Mare atravessa uma fase complicada da sua vida, lidando com o suicídio do seu filho, o noivado do seu ex-marido, a luta da custódia pelo seu neto, as pressões da sua mãe e a irreverência da sua filha. Além disso, carrega consigo o peso de não ter conseguido solucionar o rapto de uma rapariga local, caso arquivado por falta de pistas. No entanto, Mare é muito acarinhada pela comunidade, apesar da sua personalidade bastante vincada, distante e fria, muito por culpa dos acontecimentos dramáticos que têm havido na sua vida.
Dentro dessa mágoa irreparável, dá-se o assassinato de uma rapariga da comunidade, algo que põe o dedo na ferida do caso recentemente arquivado e levanta a possibilidade de ambos estarem conectados. Humana e sentimentalmente falando, esta produção consegue atingir patamares muito satisfatórios, sobretudo para quem valoriza histórias que consigam tocar no nosso cerne mais profundo e diferenciador.
Mesmo que a sua essência mais à superfície soe a thriller e suspense, “Mare of Easttown” consegue construir uma história, acima de tudo, filosófica e dramaticamente inquietante, sobretudo através da forma como sustenta, em genuinidade, as suas personagens, e até a partir da própria forma como embeleza as relações que estas estabelecem entre si.

Kate Winslet tem aqui um papel verdadeiramente brilhante, em todos os sentidos: na forma como encarna esta personagem – à superfície, cinzenta; no seu íntimo, uma heroína –, na maneira convincente como vive, sente e sofre dentro da sua esfera altamente desgastante, e portanto, no fundo, esta jornada é uma viagem pela sua interioridade.

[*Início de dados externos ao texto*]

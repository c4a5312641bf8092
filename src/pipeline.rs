use serde::Serialize;
use tracing::{info, warn};

use crate::comments::{COMMENTS_PER_VIDEO, fetch_top_level_comments};
use crate::error::{Error, Result};
use crate::report::{ChannelSentimentReport, VideoSentimentSummary, summarize_channel, summarize_video};
use crate::resolver::{ChannelId, resolve};
use crate::sentiment::{PolarityModel, ScoredComment, score};
use crate::source::DataSource;
use crate::uploads::{MAX_VIDEOS, VideoRecord, list_recent_uploads};

pub const DEFAULT_MAX_VIDEOS: u32 = 5;
pub const DEFAULT_SAMPLE_SIZE: usize = 10;

#[derive(Debug, Clone, Copy)]
pub struct AnalysisOptions {
    /// Uploads per channel, 1..=10
    pub max_videos: u32,
    pub comments_per_video: u32,
    /// Scored comments kept as a sample for display
    pub sample_size: usize,
}

impl Default for AnalysisOptions {
    fn default() -> Self {
        Self {
            max_videos: DEFAULT_MAX_VIDEOS,
            comments_per_video: COMMENTS_PER_VIDEO,
            sample_size: DEFAULT_SAMPLE_SIZE,
        }
    }
}

impl AnalysisOptions {
    pub fn with_max_videos(max_videos: u32) -> Result<Self> {
        if !(1..=MAX_VIDEOS).contains(&max_videos) {
            return Err(Error::Config(format!(
                "max videos must be between 1 and {}, got {}",
                MAX_VIDEOS, max_videos
            )));
        }
        Ok(Self {
            max_videos,
            ..Self::default()
        })
    }
}

/// Per-upload result: the summary plus whether its comments could be fetched
#[derive(Debug, Clone, PartialEq, Serialize)]
pub struct VideoAnalysis {
    #[serde(flatten)]
    pub summary: VideoSentimentSummary,
    /// Fetching failed upstream; the zero counts mean "unknown", not "no comments"
    pub comments_unavailable: bool,
}

#[derive(Debug, Clone, Serialize)]
pub struct ChannelAnalysis {
    pub reference: String,
    pub channel_id: ChannelId,
    pub videos: Vec<VideoRecord>,
    pub video_summaries: Vec<VideoAnalysis>,
    pub sample: Vec<ScoredComment>,
    /// Raw pooled comment text, the input for word-frequency views
    #[serde(skip)]
    pub pooled_comments: Vec<String>,
    pub report: ChannelSentimentReport,
}

impl ChannelAnalysis {
    pub fn has_videos(&self) -> bool {
        !self.videos.is_empty()
    }

    pub fn has_comments(&self) -> bool {
        self.report.total_comments > 0
    }
}

/// Outcome for one reference in a batch
pub struct ChannelOutcome {
    pub reference: String,
    pub result: Result<ChannelAnalysis>,
}

/// Split a comma-separated field into trimmed, non-empty references
pub fn split_references(input: &str) -> Vec<String> {
    input
        .split(',')
        .map(str::trim)
        .filter(|s| !s.is_empty())
        .map(String::from)
        .collect()
}

/// Run the whole chain for one channel reference.
///
/// Resolution and upload listing failures abort this reference. A comment
/// fetch failure only blanks the affected upload.
pub async fn analyze_channel(
    source: &dyn DataSource,
    model: &dyn PolarityModel,
    reference: &str,
    options: &AnalysisOptions,
) -> Result<ChannelAnalysis> {
    let channel_id = resolve(source, reference).await?;

    info!(
        channel_id = %channel_id,
        "Fetching latest {} videos for channel: {}", options.max_videos, reference
    );
    let videos = list_recent_uploads(source, &channel_id, options.max_videos).await?;
    if videos.is_empty() {
        warn!(channel_id = %channel_id, "No videos found");
    }

    let mut pooled_comments = Vec::new();
    let mut pooled: Vec<ScoredComment> = Vec::new();
    let mut video_summaries = Vec::with_capacity(videos.len());

    for video in &videos {
        let (comments, comments_unavailable) =
            match fetch_top_level_comments(source, &video.video_id, options.comments_per_video).await {
                Ok(comments) => (comments, false),
                Err(e) => {
                    warn!(video_id = %video.video_id, "Could not fetch comments: {}", e);
                    (Vec::new(), true)
                }
            };

        let scored = score(model, &comments);
        video_summaries.push(VideoAnalysis {
            summary: summarize_video(&video.video_id, &video.title, &scored),
            comments_unavailable,
        });
        pooled_comments.extend(comments);
        pooled.extend(scored);
    }

    let report = summarize_channel(&pooled);
    if pooled.is_empty() && !videos.is_empty() {
        warn!(channel_id = %channel_id, "No comments found");
    }

    let sample = pooled.into_iter().take(options.sample_size).collect();

    Ok(ChannelAnalysis {
        reference: reference.to_string(),
        channel_id,
        videos,
        video_summaries,
        sample,
        pooled_comments,
        report,
    })
}

/// Analyze each reference in turn. A failing reference never stops the batch.
pub async fn analyze_batch(
    source: &dyn DataSource,
    model: &dyn PolarityModel,
    references: &[String],
    options: &AnalysisOptions,
) -> Vec<ChannelOutcome> {
    let mut outcomes = Vec::with_capacity(references.len());
    for reference in references {
        let result = analyze_channel(source, model, reference, options).await;
        match &result {
            Err(e) if e.is_resolution_failure() => {
                warn!(reference = %reference, "Skipping unresolvable channel: {}", e)
            }
            Err(e) => warn!(reference = %reference, "Skipping channel after upstream failure: {}", e),
            Ok(_) => {}
        }
        outcomes.push(ChannelOutcome {
            reference: reference.clone(),
            result,
        });
    }
    outcomes
}
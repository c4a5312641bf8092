use thiserror::Error;

#[derive(Error, Debug)]
pub enum Error {
    #[error("Configuration error: {0}")]
    Config(String),

    #[error("API key not set. Run `yt-sentiment init` to configure.")]
    ApiKeyMissing,

    #[error("Invalid channel reference: {0}. Use a /channel/ link or an @handle.")]
    InvalidReference(String),

    #[error("Could not resolve handle @{0}. Try a /channel/ link.")]
    HandleNotFound(String),

    #[error("No channel could be analyzed ({0} failed)")]
    NoChannelAnalyzed(usize),

    #[error("YouTube API error ({status}): {message}")]
    Api {
        status: u16,
        reason: Option<String>,
        message: String,
    },

    #[error("IO error: {0}")]
    Io(#[from] std::io::Error),

    #[error("JSON error: {0}")]
    Json(#[from] serde_json::Error),

    #[error("HTTP error: {0}")]
    Http(#[from] reqwest::Error),
}

impl Error {
    /// True when the reference itself could not be mapped to a channel id
    pub fn is_resolution_failure(&self) -> bool {
        matches!(self, Error::InvalidReference(_) | Error::HandleNotFound(_))
    }
}

pub type Result<T> = std::result::Result<T, Error>;
/// Filler for dispatch-stage event fields a message type does not set.
const FILLER: &str = "<>";

// ────────────────────────────────────────────────────────────────────────────
// Setup errors
// ────────────────────────────────────────────────────────────────────────────

/// Socket lifecycle failures. Any of these aborts setup; the engine shuts
/// down cleanly and reports the failure as an `E` event.
#[derive(Debug, Error)]
pub enum SetupError {
    #[error("transmit socket: {0}")]
    TransmitSocket(io::Error),
    #[error("IP_MULTICAST_LOOP: {0}")]
    MulticastLoop(io::Error),
    #[error("IP_MULTICAST_IF {iface}: {source}")]
    MulticastIf { iface: Ipv4Addr, source: io::Error },
    #[error("transmit bind: {0}")]
    TransmitBind(io::Error),
    #[error("receive socket: {0}")]
    ReceiveSocket(io::Error),
    #[error("SO_REUSEADDR: {0}")]
    ReuseAddr(io::Error),
    #[error("nonblocking: {0}")]
    Nonblocking(io::Error),
    #[error("bind: {0}")]
    Bind(io::Error),
    #[error("IP_ADD_MEMBERSHIP: {0}")]
    Membership(io::Error),
}

// ────────────────────────────────────────────────────────────────────────────
// The engine
// ────────────────────────────────────────────────────────────────────────────

/// The protocol engine. See the crate docs for the overall contract.
pub struct BibleSync {
    application: String,
    version: String,
    user: String,
    device: String,
    passphrase: String,

    uuid: Uuid,
    uuid_string: String,

    mode: Mode,
    sink: Option<Box<dyn NavigationSink>>,
    speakers: SpeakerRegistry,

    /// Raised around each datagram's host callback; rejects re-entrant sync.
    receiving: bool,
    /// Poll ticks until the next outgoing beacon (speaker roles only).
    beacon_countdown: u32,

    tx_socket: Option<UdpSocket>,
    rx_socket: Option<UdpSocket>,
    interface_addr: Ipv4Addr,
    select_interface: Box<dyn Fn() -> Ipv4Addr>,
}
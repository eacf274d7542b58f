//! BibleSync wire protocol: framing constants, the fixed 32-byte header, and
//! the `name=value\n` body dictionary.
//!
//! Every message is a single UDP datagram: header first, then up to
//! [`MAX_PAYLOAD`] bytes of body. The body is a flat list of `name=value`
//! records, one per line. Which fields a message must carry on receive, and
//! which fields it is filled with on transmit, depends on the message type —
//! the per-type tables live here so that every other module speaks the same
//! language.

use std::collections::HashMap;
use std::net::Ipv4Addr;

use thiserror::Error;
use uuid::Uuid;

// ────────────────────────────────────────────────────────────────────────────
// Constants
// ────────────────────────────────────────────────────────────────────────────

/// Magic constant leading every datagram, big-endian on the wire.
pub const PROTOCOL_MAGIC: u32 = 0x409C_AF11;

/// Current protocol version.
pub const PROTOCOL_VERSION: u8 = 0x02;

/// Previous protocol version, still accepted on receive. It predates chat.
pub const COMPAT_VERSION: u8 = 0x01;

/// Well-known multicast group shared by every BibleSync participant.
pub const MULTICAST_GROUP: Ipv4Addr = Ipv4Addr::new(239, 225, 27, 227);

/// Well-known UDP port on the multicast group.
pub const MULTICAST_PORT: u16 = 22272;

/// Size of the fixed header preceding the body.
pub const HEADER_SIZE: usize = 32;

/// Largest datagram ever transmitted; longer bodies are cut off.
pub const MAX_DATAGRAM: usize = 1280;

/// Body capacity left after the header.
pub const MAX_PAYLOAD: usize = MAX_DATAGRAM - HEADER_SIZE;

/// Receive-poll ticks between outgoing beacons while in a speaker role.
pub const BEACON_INTERVAL_TICKS: u32 = 10;

/// A speaker entry lives `BEACON_INTERVAL_TICKS * BEACON_LIVENESS_MULTIPLIER`
/// ticks past its latest beacon, i.e. roughly three missed beacons.
pub const BEACON_LIVENESS_MULTIPLIER: u32 = 3;

// ────────────────────────────────────────────────────────────────────────────
// Body field names
// ────────────────────────────────────────────────────────────────────────────

pub const APP_NAME: &str = "app.name";
pub const APP_VERSION: &str = "app.version";
pub const APP_INSTANCE_UUID: &str = "app.inst.uuid";
pub const APP_OS: &str = "app.os";
pub const APP_DEVICE: &str = "app.device";
pub const APP_USER: &str = "app.user";
pub const MSG_PASSPHRASE: &str = "msg.sync.passPhrase";
pub const MSG_SYNC_BIBLEABBREV: &str = "msg.sync.bibleAbbrev";
pub const MSG_SYNC_DOMAIN: &str = "msg.sync.domain";
pub const MSG_SYNC_VERSE: &str = "msg.sync.verse";
pub const MSG_SYNC_ALTVERSE: &str = "msg.sync.altVerse";
pub const MSG_SYNC_GROUP: &str = "msg.sync.group";
pub const MSG_CHAT: &str = "msg.chat";

// ────────────────────────────────────────────────────────────────────────────
// Message types
// ────────────────────────────────────────────────────────────────────────────

/// The four message types of the protocol.
#[derive(Debug, Clone, Copy, PartialEq, Eq)]
pub enum MessageType {
    /// One-shot presence advertisement.
    Announce,
    /// Navigation update: which scripture reference to display.
    Sync,
    /// Periodic liveness heartbeat from a transmitting peer.
    Beacon,
    /// Short free-text message.
    Chat,
}

impl MessageType {
    /// Decode the wire byte; `None` for anything out of range.
    pub fn from_wire(byte: u8) -> Option<Self> {
        match byte {
            1 => Some(MessageType::Announce),
            2 => Some(MessageType::Sync),
            3 => Some(MessageType::Beacon),
            4 => Some(MessageType::Chat),
            _ => None,
        }
    }

    /// The byte this type is written as on the wire.
    pub fn to_wire(self) -> u8 {
        match self {
            MessageType::Announce => 1,
            MessageType::Sync => 2,
            MessageType::Beacon => 3,
            MessageType::Chat => 4,
        }
    }

    /// Symbolic name used in raw-dump renderings.
    pub fn name(self) -> &'static str {
        match self {
            MessageType::Announce => "announce",
            MessageType::Sync => "sync",
            MessageType::Beacon => "beacon",
            MessageType::Chat => "chat",
        }
    }
}

// ────────────────────────────────────────────────────────────────────────────
// Per-type field tables
// ────────────────────────────────────────────────────────────────────────────

// Chat is a near-superset of announce/beacon and sync a superset of chat;
// the chat-specific field substitutes for msg.sync.bibleAbbrev at a fixed
// index in both tables.

/// Required inbound fields, in diagnostic order. Sync requires all eight;
/// announce and beacon the first four; chat the first four plus `msg.chat`
/// in place of the abbreviation slot.
const INBOUND_REQUIRED: [&str; 8] = [
    APP_NAME,
    APP_INSTANCE_UUID,
    APP_USER,
    MSG_PASSPHRASE,
    MSG_SYNC_BIBLEABBREV,
    MSG_SYNC_DOMAIN,
    MSG_SYNC_VERSE,
    MSG_SYNC_GROUP,
];
const CHAT_INBOUND_INDEX: usize = 4;

/// Outbound fill order. Later fields are sacrificed first when the body
/// overflows [`MAX_PAYLOAD`]; the verse reference goes last because it is
/// the field most likely to grow long.
const OUTBOUND_FILL: [&str; 12] = [
    APP_NAME,
    APP_VERSION,
    APP_INSTANCE_UUID,
    APP_OS,
    APP_DEVICE,
    APP_USER,
    MSG_PASSPHRASE,
    MSG_SYNC_BIBLEABBREV,
    MSG_SYNC_DOMAIN,
    MSG_SYNC_GROUP,
    MSG_SYNC_ALTVERSE,
    MSG_SYNC_VERSE,
];
const CHAT_OUTBOUND_INDEX: usize = 7;

/// How many entries of the inbound table a message of this type must carry.
pub fn required_count(msg_type: MessageType) -> usize {
    match msg_type {
        MessageType::Announce | MessageType::Beacon => 4,
        MessageType::Chat => 5,
        MessageType::Sync => 8,
    }
}

/// The `index`-th required inbound field for this message type.
pub fn required_field(msg_type: MessageType, index: usize) -> &'static str {
    if msg_type == MessageType::Chat && index == CHAT_INBOUND_INDEX {
        MSG_CHAT
    } else {
        INBOUND_REQUIRED[index]
    }
}

/// How many entries of the outbound table a message of this type is filled
/// with.
pub fn fill_count(msg_type: MessageType) -> usize {
    match msg_type {
        MessageType::Sync => 12,
        _ => 8,
    }
}

/// The `index`-th outbound field for this message type.
pub fn fill_field(msg_type: MessageType, index: usize) -> &'static str {
    if msg_type == MessageType::Chat && index == CHAT_OUTBOUND_INDEX {
        MSG_CHAT
    } else {
        OUTBOUND_FILL[index]
    }
}

// ────────────────────────────────────────────────────────────────────────────
// Errors
// ────────────────────────────────────────────────────────────────────────────

/// Per-datagram validation failures. None of these are fatal to the engine;
/// each is reported to the host and the datagram dropped.
#[derive(Debug, Clone, Copy, PartialEq, Eq, Error)]
pub enum ProtocolError {
    #[error("short packet")]
    ShortPacket,
    #[error("bad magic")]
    BadMagic,
    #[error("bad protocol version")]
    BadVersion,
    #[error("bad msg type")]
    BadMsgType,
    #[error("chat unavailable in old protocol")]
    OldProtocolChat,
    #[error("bad packet count")]
    BadPacketCount,
    #[error("bad packet index")]
    BadPacketIndex,
    #[error("bad body format")]
    BadBodyFormat,
}
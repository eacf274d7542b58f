//! `bsp-probe` — join a BibleSync session from a terminal and watch the
//! traffic. Handy for checking that two machines can see each other before
//! wiring up a real application, and for sending one-shot test messages:
//!
//! ```text
//! bsp-probe                         # join and log everything
//! bsp-probe --chat "hello room"     # also send one chat message
//! bsp-probe --sync KJV Gen.1.1      # also send one navigation (speaker roles)
//! ```
//!
//! Configuration is read from `probe.toml` in the working directory; a
//! commented template is written on first run.

use anyhow::{anyhow, Result};
use biblesync::config::Config;
use biblesync::{BibleSync, EventKind, MessageType, Mode, NavEvent};
use simplelog::{ColorChoice, LevelFilter, TermLogger, TerminalMode};
use std::time::Duration;

fn setup_logger() {
    TermLogger::init(
        LevelFilter::Info,
        simplelog::Config::default(),
        TerminalMode::Mixed,
        ColorChoice::Auto,
    )
    .ok();
}

/// One message to transmit once the engine is up.
enum OneShot {
    Chat(String),
    Sync { bible: String, verse: String },
}

fn parse_args() -> Result<Option<OneShot>> {
    let args: Vec<String> = std::env::args().skip(1).collect();
    match args.first().map(String::as_str) {
        None => Ok(None),
        Some("--chat") => {
            let text = args
                .get(1)
                .ok_or_else(|| anyhow!("--chat needs the message text"))?;
            Ok(Some(OneShot::Chat(text.clone())))
        }
        Some("--sync") => {
            let bible = args
                .get(1)
                .ok_or_else(|| anyhow!("--sync needs <bible> <verse>"))?;
            let verse = args
                .get(2)
                .ok_or_else(|| anyhow!("--sync needs <bible> <verse>"))?;
            Ok(Some(OneShot::Sync {
                bible: bible.clone(),
                verse: verse.clone(),
            }))
        }
        Some(other) => Err(anyhow!("unknown argument: {other}")),
    }
}

fn log_event(event: &NavEvent) {
    match event.kind {
        EventKind::Navigation => {
            log::info!(
                "[N] {} navigate {} {} (group {})",
                event.uuid,
                event.bible,
                event.reference,
                event.group
            );
        }
        EventKind::Announce => log::info!("[A] {}", event.alt),
        EventKind::NewSpeaker => {
            log::info!("[S] new speaker {} at {}", event.uuid, event.reference)
        }
        EventKind::SpeakerGone => log::info!("[D] speaker {} departed", event.uuid),
        EventKind::Chat => log::info!("[C] {} says: {}", event.bible, event.alt),
        EventKind::Mismatch => log::info!("[M] {}", event.info),
        EventKind::Error => log::warn!("[E] {}\n{}", event.info, event.dump),
    }
}

fn main() -> Result<()> {
    setup_logger();

    let cfg = Config::load()?;
    let mode = cfg.mode()?;
    let one_shot = parse_args()?;

    let user = cfg.user.clone().unwrap_or_else(|| {
        hostname::get()
            .ok()
            .and_then(|h| h.into_string().ok())
            .unwrap_or_else(|| "probe".into())
    });

    let mut engine = BibleSync::new("bsp-probe", env!("CARGO_PKG_VERSION"), &user);
    log::info!("instance uuid {}", engine.uuid_string());

    let effective = engine.set_mode(
        mode,
        Some(Box::new(|_: &mut BibleSync, event: &NavEvent| {
            log_event(event)
        })),
        &cfg.passphrase,
    );
    if effective == Mode::Disabled {
        return Err(anyhow!("engine setup failed; see log above"));
    }
    log::info!("joined as {:?} ({})", effective, user);

    if cfg.private {
        engine.set_private(true);
    }

    if let Some(one_shot) = one_shot {
        let result = match one_shot {
            OneShot::Chat(text) => engine.transmit(MessageType::Chat, &text, "", "", "", ""),
            OneShot::Sync { bible, verse } => engine.transmit(
                MessageType::Sync,
                &bible,
                &verse,
                "",
                "1",
                "BIBLE-VERSE",
            ),
        };
        if let Err(err) = result {
            log::warn!("one-shot transmit refused: {err}");
        }
    }

    let interval = Duration::from_millis(cfg.poll_interval_ms.max(50));
    while engine.receive_poll() {
        std::thread::sleep(interval);
    }
    log::info!("engine disabled; exiting");
    Ok(())
}
//! Host-facing event model.
//!
//! The engine never talks to the host application directly; everything it has
//! to say — navigation, presence, chat, diagnostics — flows through one
//! [`NavigationSink`] dispatch method as a [`NavEvent`]. The sink is handed a
//! mutable borrow of the engine alongside each event so that it may legally
//! call back in (say, to transmit a chat reply); a re-entrant *sync* transmit
//! is still refused with [`XmitError::Receiving`].

use thiserror::Error;

use crate::engine::BibleSync;
use crate::protocol::MessageType;

// ────────────────────────────────────────────────────────────────────────────
// Engine modes
// ────────────────────────────────────────────────────────────────────────────

/// The four engine modes. They gate which message types may be transmitted
/// and whether inbound sync is acted upon.
#[derive(Debug, Clone, Copy, PartialEq, Eq)]
pub enum Mode {
    /// Sockets closed, nothing sent or received.
    Disabled,
    /// Bidirectional peer: transmits and follows navigation.
    Personal,
    /// Transmit-only: leads navigation, follows no one.
    Speaker,
    /// Receive-only for navigation; may still announce and chat.
    Audience,
}

impl Mode {
    /// Personal and speaker both emit beacons and may lead navigation.
    pub fn is_speaker_role(self) -> bool {
        matches!(self, Mode::Personal | Mode::Speaker)
    }

    /// Transmit gating per mode and message type.
    pub fn may_transmit(self, msg_type: MessageType) -> bool {
        match self {
            Mode::Disabled => false,
            Mode::Personal | Mode::Speaker => true,
            Mode::Audience => matches!(msg_type, MessageType::Announce | MessageType::Chat),
        }
    }
}

// ────────────────────────────────────────────────────────────────────────────
// Events
// ────────────────────────────────────────────────────────────────────────────

/// What a [`NavEvent`] is telling the host.
#[derive(Debug, Clone, Copy, PartialEq, Eq)]
pub enum EventKind {
    /// Act on the navigation fields.
    Navigation,
    /// A peer announced its presence.
    Announce,
    /// A new speaker was discovered; `uuid` identifies it.
    NewSpeaker,
    /// A speaker aged out or the registry was cleared.
    SpeakerGone,
    /// A chat message; `alt` carries the text.
    Chat,
    /// Passphrase differs or the sender is not being listened to.
    Mismatch,
    /// Error or diagnostic; see `info` and `dump`.
    Error,
}

impl EventKind {
    /// The single-letter command code of the classic callback contract.
    pub fn code(self) -> char {
        match self {
            EventKind::Navigation => 'N',
            EventKind::Announce => 'A',
            EventKind::NewSpeaker => 'S',
            EventKind::SpeakerGone => 'D',
            EventKind::Chat => 'C',
            EventKind::Mismatch => 'M',
            EventKind::Error => 'E',
        }
    }
}

/// One event delivered to the host. All fields are UTF-8 strings; fields a
/// given event kind does not use are empty (or carry the `<>` filler for
/// dispatch-stage events). `dump` is a human-readable rendering of the
/// datagram behind the event, for diagnostics.
#[derive(Debug, Clone)]
pub struct NavEvent {
    pub kind: EventKind,
    /// Sender instance UUID in canonical hyphenated form.
    pub uuid: String,
    /// Bible abbreviation for navigation; user name for presence and chat.
    pub bible: String,
    /// Verse reference for navigation; source address for presence and chat.
    pub reference: String,
    /// Alternate reference for navigation; presence string for announce;
    /// message text for chat.
    pub alt: String,
    /// Synchronization group for navigation; `{app} {version}` for presence
    /// and chat.
    pub group: String,
    /// Sync domain for navigation; device description for presence and chat.
    pub domain: String,
    /// Human-readable summary.
    pub info: String,
    /// Raw-dump rendering of the datagram, where one exists.
    pub dump: String,
}

impl NavEvent {
    /// A diagnostic with no navigation payload.
    pub(crate) fn diagnostic(kind: EventKind, info: String, dump: String) -> Self {
        NavEvent {
            kind,
            uuid: String::new(),
            bible: String::new(),
            reference: String::new(),
            alt: String::new(),
            group: String::new(),
            domain: String::new(),
            info,
            dump,
        }
    }

    /// A speaker-departure notice; only the uuid is meaningful.
    pub(crate) fn departed(uuid: String) -> Self {
        NavEvent {
            kind: EventKind::SpeakerGone,
            uuid,
            bible: String::new(),
            reference: String::new(),
            alt: String::new(),
            group: String::new(),
            domain: String::new(),
            info: String::new(),
            dump: String::new(),
        }
    }
}

/// The host's end of the one-way event flow out of the engine.
///
/// Implemented for any `FnMut(&mut BibleSync, &NavEvent)` closure, so simple
/// hosts can pass a closure and stateful ones a struct.
pub trait NavigationSink {
    fn on_event(&mut self, engine: &mut BibleSync, event: &NavEvent);
}

impl<F> NavigationSink for F
where
    F: FnMut(&mut BibleSync, &NavEvent),
{
    fn on_event(&mut self, engine: &mut BibleSync, event: &NavEvent) {
        self(engine, event)
    }
}

// ────────────────────────────────────────────────────────────────────────────
// Transmit refusals
// ────────────────────────────────────────────────────────────────────────────

/// Why a transmit was refused or failed. Refusals leave the engine running;
/// [`XmitError::SendFailed`] is fatal and shuts it down.
#[derive(Debug, Clone, Copy, PartialEq, Eq, Error)]
pub enum XmitError {
    #[error("engine is disabled")]
    Disabled,
    #[error("sync transmit refused inside the receive callback")]
    Receiving,
    #[error("no transmit socket")]
    NoSocket,
    #[error("audience may not transmit sync or beacon")]
    AudienceXmit,
    #[error("multicast send failed; engine disabled")]
    SendFailed,
}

Mas, à parte disso, esta história vai tendo um célebre contributo de muitos intervenientes, algo que eleva a narrativa a um nível superior, criando acima de tudo uma atmosfera deveras característica e sui generis. Neste sentido, o subtexto vai tendo o seu devido relevo, sobretudo decifrando os vazios e as incógnitas que a nossa protagonista, dentro da sua névoa de sentimentos, vai guardando no seu cerne.
Por outro lado, de um episódio para o outro (no total, sete) há sempre qualquer coisa de inteligente que fica em aberto, convidando o espectador a continuar. Além de que, quanto ao homicídio principal, a série consegue ser bastante completa nas voltas que vai dando: do início ao fim, a história vai sucessivamente apontando para uma determinada personagem como culpado, variando e sendo credível nos motivos e oportunidades para estas cometerem o crime.
Desta forma, o espectador não consegue antecipar a 100% o cenário final, e vai sendo conduzido pelos “malabarismos” narrativos que “Mare of Easttown” consegue imortalizar. Portanto, quer na forma, quer no conteúdo, esta produção apresenta-se bastante madura, entretida, com capacidade para se reinventar e estabelecer um devido e sincero contacto cinematográfico com a sua audiência.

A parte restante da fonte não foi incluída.